A minha experiência
constante convenceu-me de que não há outro Deus senão a Verdade. E
se todas as páginas deste capítulo não proclamarem ao leitor que o
único meio para a realização da Verdade é o Ahimsa, devo
concluir que todo o meu trabalho de escrevê-las foi em vão. E,
mesmo que os meus esforços nesse sentido sejam infrutíferos, quero
que os leitores saibam que foi o veículo, e não o grande princípio,
que falhou. Depois de tudo, por mais sinceras que tenham sido as
minhas buscas do Ahimsa, elas não deixaram de ser imperfeitas
e inadequadas. Os pequenos vislumbres que possa ter tido da Verdade
dificilmente podem exprimir o seu brilho indescritível, que é um
milhão de vezes mais intenso que o do Sol, que vemos diariamente com
os nossos olhos. Com efeito, o que consegui perceber foi apenas o que
há de mais fraco e trémulo nessa poderosa fulgurância. Mas posso
assegurar que, como resultado das minhas experiências, uma perfeita
compreensão da Verdade só pode resultar da completa percepção do
Ahimsa.
Para ver face a face o
Espírito da Verdade universal, que tudo permeia, o indivíduo deve
amar a mais insignificante criatura como a si próprio. E um homem
que quer chegar a isto não pode permanecer fora de nenhum campo da
vida. É por isso que a minha devoção à Verdade me levou ao campo
da política. E posso afirmar, sem a menor hesitação e ainda assim
humildemente, que aqueles que dizem que religião não tem nada que
ver com política não sabem o que significa religião.
A identificação com tudo
o que vive é impossível sem uma autopurificação. Sem ela, a
observância da lei do Ahimsa permanecerá um sonho vazio.
Deus jamais será realizado por alguém que não tenha o coração
puro. A autopurificação, portanto, deve implicar a ascese em todos
os aspectos da vida. Por ser contagiosa, a purificação de nós
mesmos leva à purificação dos que nos rodeiam.
Mas o caminho para a
autopurificação é árduo e íngreme. Para a atingir, o indivíduo
tem de se tornar absolutamente livre de paixões em pensamentos,
palavras e acções. Tem de elevar-se acima das correntes opostas de
apego e ódio, atracção e repulsa. Sei que ainda não tenho dentro
de mim esta tríplice pureza, apesar da minha constante e incessante
luta por ela. É por isso que os elogios do mundo não me comovem, na
verdade com muita frequência me doem. Conquistar estas paixões
subtis parece-me mais difícil que a conquista física do mundo pela
força dos braços. Desde o meu regresso à Índia, tenho tido
experiências com paixões latentes, escondidas no meu interior. O
conhecimento delas fez que me sentisse humilhado, mas não vencido.

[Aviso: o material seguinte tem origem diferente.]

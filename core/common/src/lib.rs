//! Common utilities and types shared across Strongbox modules.
//!
//! This module provides the error taxonomy every layer reports through, plus
//! the small wrapper types that carry secrets between crates.

pub mod error;
pub mod types;

pub use error::{Error, Result};
pub use types::{ItemId, Passphrase, Plaintext, MIN_PASSPHRASE_LEN};
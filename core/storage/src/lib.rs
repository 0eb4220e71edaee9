//! Durable storage for the vault record.
//!
//! A vault is persisted as one opaque record that is overwritten in full on
//! every save. Stores deal in bytes only; the vault crate owns the record
//! format.
//!
//! # Design Principles
//! - Whole-record writes: there is no partial update or append form
//! - Atomic replacement: a crashed write never leaves a torn record
//! - Async operations: all I/O goes through tokio

pub mod local;
pub mod memory;
pub mod store;

pub use local::LocalStore;
pub use memory::MemoryStore;
pub use store::RecordStore;
//! Typed load/save of the vault record over a record store.

use serde::Deserialize;
use std::sync::Arc;
use tracing::{debug, warn};

use crate::record::VaultRecord;
use strongbox_common::{Error, Result};
use strongbox_storage::RecordStore;

/// Just the revision of a stored record.
#[derive(Deserialize)]
struct StoredRevision {
    #[serde(default)]
    revision: u64,
}

/// Loads and saves the single vault record.
///
/// Saves are optimistic: a save whose revision does not advance past the
/// stored one is rejected, so a second instance writing an older view of
/// the vault cannot silently drop the first one's changes.
#[derive(Clone)]
pub struct PersistenceAdapter {
    store: Arc<dyn RecordStore>,
}

impl PersistenceAdapter {
    /// Wrap a record store.
    pub fn new(store: Arc<dyn RecordStore>) -> Self {
        Self { store }
    }

    /// Name of the underlying store.
    pub fn store_name(&self) -> &str {
        self.store.name()
    }

    /// Load the record, if one exists.
    ///
    /// # Errors
    /// - Store I/O errors
    /// - Malformed record
    /// - `InvalidSettings` if the stored settings break their invariants
    pub async fn load(&self) -> Result<Option<VaultRecord>> {
        match self.store.read().await? {
            Some(bytes) => {
                let record = VaultRecord::from_bytes(&bytes)?;
                record.settings.validate()?;
                debug!(
                    store = self.store.name(),
                    revision = record.revision,
                    items = record.items.len(),
                    "Vault record loaded"
                );
                Ok(Some(record))
            }
            None => Ok(None),
        }
    }

    /// Replace the stored record.
    ///
    /// # Errors
    /// - `Conflict` if the stored revision is not older than `record.revision`
    /// - Store I/O or serialization errors
    pub async fn save(&self, record: &VaultRecord) -> Result<()> {
        if let Some(bytes) = self.store.read().await? {
            let stored: StoredRevision = serde_json::from_slice(&bytes)
                .map_err(|e| Error::Serialization(e.to_string()))?;
            if stored.revision >= record.revision {
                warn!(
                    stored = stored.revision,
                    attempted = record.revision,
                    "Rejected stale vault write"
                );
                return Err(Error::Conflict(format!(
                    "stored revision {} is not older than {}",
                    stored.revision, record.revision
                )));
            }
        }

        self.store.write(record.to_bytes()?).await?;
        debug!(store = self.store.name(), revision = record.revision, "Vault record saved");
        Ok(())
    }
}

As experiências e a experimentação têm-me sustentado,
proporcionando-me grande alegria. Mas sei que ainda tenho um caminho
difícil a transpor. Devo reduzir-me a zero. Enquanto o homem não se
colocar por livre e espontânea vontade como a última de todas as
criaturas, não há salvação para ele. O Ahimsa é o limite
máximo da humildade.
Ao despedir-me do leitor,
pelo menos por enquanto, peço-lhe que se una a mim em oração ao
Deus da Verdade, para que Ele possa conceder-me o benefício do
Ahimsa em pensamento, palavra e acção.
Mohandas Gandhi, A minha Vida e as minhas Experiências com a Verdade
*Ahimsa: termo sânscrito (a = não + himsa = dano ou injúria) que significa «não-violência» em qualquer das esferas da acção humana, ou seja, física, verbal ou mental.